Pharmacies could help close the gap, argues Sussman, giving an example of the diabetics who visit CVS stores up to nine times a month. This means they are likely to see their pharmacists far more often than they see their doctors. For this reason, pharmacies should be given a more influential role in the provision of primary healthcare in the years to come, insists Sussman. In some ways, this could blur the line between physicians, pharmacists and hospitals.

Technology is also expected to play an increasingly critical role in a future U.S. healthcare system. Speaking at the U.S. News Hospital of Tomorrow forum, the vice-president of the health and life sciences division of Microsoft, Michael D. Robinson talked of a platform that would aggregate data and create an overarching perspective of the state of a patient's health. The raw data to do this could be obtained from devices such as smartwatches.

Led by Dr. Leon Eisen, a group of scientists domiciled in Israel is developing a medical-grade smartwatch that can continuously measure a wearer's heart rate, respiratory rate and blood oxygen concentration and even warn emergency services if it detects a problem. A commercial launch is expected in 2015. The Oxitone, as the smartwatch is known, is part of a burgeoning smartwatch industry that is the latest front line in the battle to improve health. Technology giants Apple and Google are already deeply invested in the development of smartwatches and associated health-boosting software.

Chopra gives a tantalizing glimpse into how the aggregated information and the patterns it reveals could be used in a future U.S. healthcare system. According to Chopra, the information could be used to offer individually customized medical insurance policies in place of the static options that are the staple of providers today.

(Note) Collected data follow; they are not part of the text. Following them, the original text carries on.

//! Error types for cfgsync-git.

/// Result type alias using [`Error`].
pub type Result<T> = std::result::Result<T, Error>;

/// Errors that can occur during git operations.
#[derive(Debug, thiserror::Error)]
pub enum Error {
    /// No repository exists at the managed directory.
    #[error("not a git repository")]
    NotARepository,

    /// The repository has no working tree.
    #[error("repository is bare - a working tree is required")]
    BareRepository,

    /// Reference not found.
    #[error("reference not found: {0}")]
    RefNotFound(String),

    /// Remote not found.
    #[error("remote not found: {0}")]
    RemoteNotFound(String),

    /// A logical path escapes the working tree or is not valid UTF-8.
    #[error("invalid repository path: {0}")]
    InvalidPath(String),

    /// The merge left conflicting entries in the index.
    #[error("merge conflict in: {0:?}")]
    MergeConflict(Vec<String>),

    /// Working tree I/O failed.
    #[error("io error: {0}")]
    Io(#[from] std::io::Error),

    /// Underlying git2 error.
    #[error("git error: {0}")]
    Git2(#[from] git2::Error),
}
//! cfgsync CLI - keep a directory of settings in sync with a git upstream.

use clap::Parser;

use cfgsync_core::ShutdownRegistry;

mod commands;
mod credentials;
mod logger;
mod output;
mod progress;

use commands::reset::Side;
use commands::{Cli, Commands};

fn main() {
    let cli = Cli::parse();
    output::set_quiet(cli.global.quiet);
    logger::init(cli.global.verbose);

    let global = &cli.global;
    let result = match cli.command {
        Commands::Init { upstream, branch } => {
            commands::init::run(global, upstream.as_deref(), branch.as_deref())
        }
        Commands::Status { json } => commands::status::run(global, json),
        Commands::Upstream { url, branch, unset } => {
            commands::upstream::run(global, url.as_deref(), branch.as_deref(), unset)
        }
        Commands::Add { path, from } => commands::index::add(global, &path, from.as_deref()),
        Commands::Rm { path, recursive } => commands::index::remove(global, &path, recursive),
        Commands::Commit => commands::commit::run(global),
        Commands::Push => commands::push::run(global),
        Commands::Pull => commands::pull::run(global),
        Commands::Sync => commands::sync::run(global),
        Commands::Reset { theirs, mine, yes } => {
            let side = if mine && !theirs { Side::Mine } else { Side::Theirs };
            commands::reset::run(global, side, yes)
        }
        Commands::Migrate { pairs } => commands::migrate::run(global, &pairs),
        Commands::Check { path } => commands::check::run(&path),
        Commands::Completions { shell } => commands::completions::run(shell),
    };

    ShutdownRegistry::global().run();

    if let Err(e) = result {
        output::error(&format!("{e:#}"));
        std::process::exit(1);
    }
}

Advances in genetics are also expected to revolutionize medicine. The Centers for Disease Control has been working on strategies that would make it easier for advances in genomics to make their way to the general population. Robots are also expected to feature prominently in a U.S. healthcare system of the future.

Despite the large number of challenges, including the teething problems that resulted from the implementation of the Affordable Care Act, the future of the U.S. healthcare system seems bright. The intersection of robotics, structural reforms, genomics and other innovations should result in a better healthcare system.